The enforceability of non-compete restrictions after an agency, distribution, or franchise agreement has come to an end can be an important factor in deciding how to proceed in many situations.
With two recent judgments in the Court of Appeal on the subject, do we now have clear guidance as to what is and what is not reasonable when it comes to the duration and extent of such restrictions?
Credico Marketing Limited v Lambert concerned a marketing company (Credico) entering into a number of agency agreements – known as “Trading Agreements” – with a series of agents who would provide marketing services for customers.
The Credico agreements contained two non-compete provisions. The first restricted the agent (in this case Mr. Lambert) from working for anyone else during the course of the agreement. The second was a post-termination restriction not to work for anyone else for a period of six months after the termination of the agreement.

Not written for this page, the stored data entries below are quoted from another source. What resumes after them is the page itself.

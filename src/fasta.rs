use crate::error::{MotifError, Result};
use polars::prelude::*;
use std::fs::File;
use std::io::{BufRead, BufReader};
use tracing::{info, warn};

/// Reads sequences from a FASTA format file and converts them into a Polars DataFrame.
///
/// # Arguments
/// * `filename` - Path to the FASTA file to read
///
/// # Returns
/// * `Result<DataFrame>` - A DataFrame with two columns:
///   - "label": The sequence identifiers (without '>' prefix)
///   - "sequence": The corresponding DNA sequences in uppercase
///
/// # Errors
/// * Returns `MotifError::InvalidFileFormat` if no sequences are found or
///   sequence data appears before the first header
/// * Returns `MotifError::DataError` if DataFrame creation fails
/// * Returns `MotifError::Io` for file reading issues
pub fn read_fasta(filename: &str) -> Result<DataFrame> {
    let mut records: Vec<(String, String)> = Vec::new();
    let file = File::open(filename)?;
    let reader = BufReader::new(file);

    let mut current_header: Option<String> = None;
    let mut current_sequence = String::new();

    for line in reader.lines() {
        let line = line?;
        let line = line.trim();

        if let Some(header) = line.strip_prefix('>') {
            if let Some(previous) = current_header.take() {
                records.push((previous, current_sequence.to_uppercase()));
                current_sequence.clear();
            }
            current_header = Some(header.trim().to_string());
        } else if !line.is_empty() {
            if current_header.is_none() {
                return Err(MotifError::InvalidFileFormat(
                    "Sequence data before first '>' header".into(),
                ));
            }
            current_sequence.push_str(line);
        }
    }

    if let Some(header) = current_header {
        records.push((header, current_sequence.to_uppercase()));
    }

    if records.is_empty() {
        return Err(MotifError::InvalidFileFormat("No sequences found".into()));
    }

    let (labels, sequences): (Vec<String>, Vec<String>) = records.into_iter().unzip();
    let df = DataFrame::new(vec![
        Column::new("label".into(), labels),
        Column::new("sequence".into(), sequences),
    ])
    .map_err(|_| MotifError::DataError("Failed to create DataFrame".into()))?;

    info!(filename, sequences = df.height(), "read FASTA file");
    Ok(df)
}

/// Extracts the "sequence" column of a DataFrame in row order.
///
/// # Errors
/// * Returns `MotifError::DataError` if the column is missing, is not a string
///   column, or holds null values
pub fn sequences(df: &DataFrame) -> Result<Vec<String>> {
    let column = df
        .column("sequence")
        .map_err(|e| MotifError::DataError(e.to_string()))?
        .str()
        .map_err(|e| MotifError::DataError(e.to_string()))?;

    column
        .into_iter()
        .enumerate()
        .map(|(idx, seq)| {
            seq.map(str::to_string)
                .ok_or_else(|| MotifError::DataError(format!("Null sequence at row {}", idx)))
        })
        .collect()
}

/// Keeps only the sequences usable for a motif of the given width.
///
/// A row is kept when its sequence is exactly `width` letters long and made of
/// A, C, G and T only. Dropped rows are reported with a warning.
///
/// # Errors
/// * Returns `MotifError::DataError` if the lazy query fails
pub fn filter_valid(df: &DataFrame, width: usize) -> Result<DataFrame> {
    let filtered = df
        .clone()
        .lazy()
        .filter(
            col("sequence")
                .str()
                .len_chars()
                .eq(lit(width as u32))
                .and(col("sequence").str().contains(lit("[^ACGT]"), false).not()),
        )
        .collect()
        .map_err(|e| MotifError::DataError(e.to_string()))?;

    let dropped = df.height() - filtered.height();
    if dropped > 0 {
        warn!(dropped, width, "skipping malformed sequences");
    }
    Ok(filtered)
}
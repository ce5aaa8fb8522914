//! Streaming motif discovery in DNA sequences with a two-component mixture model
//!
//! Sequences of a fixed width are encoded as indicator matrices and fed one
//! at a time to an online EM estimator that refines a motif PWM, a
//! position-independent background and the mixture weight between them. A
//! batch EM with a convergence check is available as the exact reference.

pub mod batch;
pub mod config;
pub mod driver;
pub mod encode;
pub mod error;
pub mod fasta;
pub mod model;
pub mod motif_io;
pub mod online;
pub mod posterior;
pub mod report;
pub mod types;

pub use config::{EmConfig, FitMode};
pub use encode::IndicatorMatrix;
pub use error::{MotifError, Result};
pub use model::MixtureModel;
pub use online::OnlineEm;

Credico justified these non-compete restrictions by highlighting the confidential information provided and the time spent training the agents, as well as the money spent assisting the agents in becoming profitable and successful.
The Court of Appeal decided that the post-termination restriction was not enforceable. Essentially, the fact that business support had been provided during the lifetime of the agreement with Mr. Lambert did not amount to a legitimate business interest which needed to be protected after the agreement had ended.
Further, the information gained through the specialist training was deemed not sufficiently special and the Court of Appeal likened the knowledge and skills learned to the position of employees who would be learning and developing skills whilst employed by a company.
Dwyer v Fredbar concerned a franchise agreement for specialist drainage services and in this case the Court of Appeal followed the judgment given in Credico.
In particular the Court of Appeal was concerned with the respective bargaining power between the franchisor and the franchisee and made clear that inequality of power “where it exists is not only relevant but is the significant factor in determining reasonableness”.
In this respect, the Court of Appeal departed from the established position which was that a post-termination non-compete restriction lasting 12 months or less which protected a legitimate business interest would be enforceable. In contrast earlier judgments had not been concerned with equality of bargaining power.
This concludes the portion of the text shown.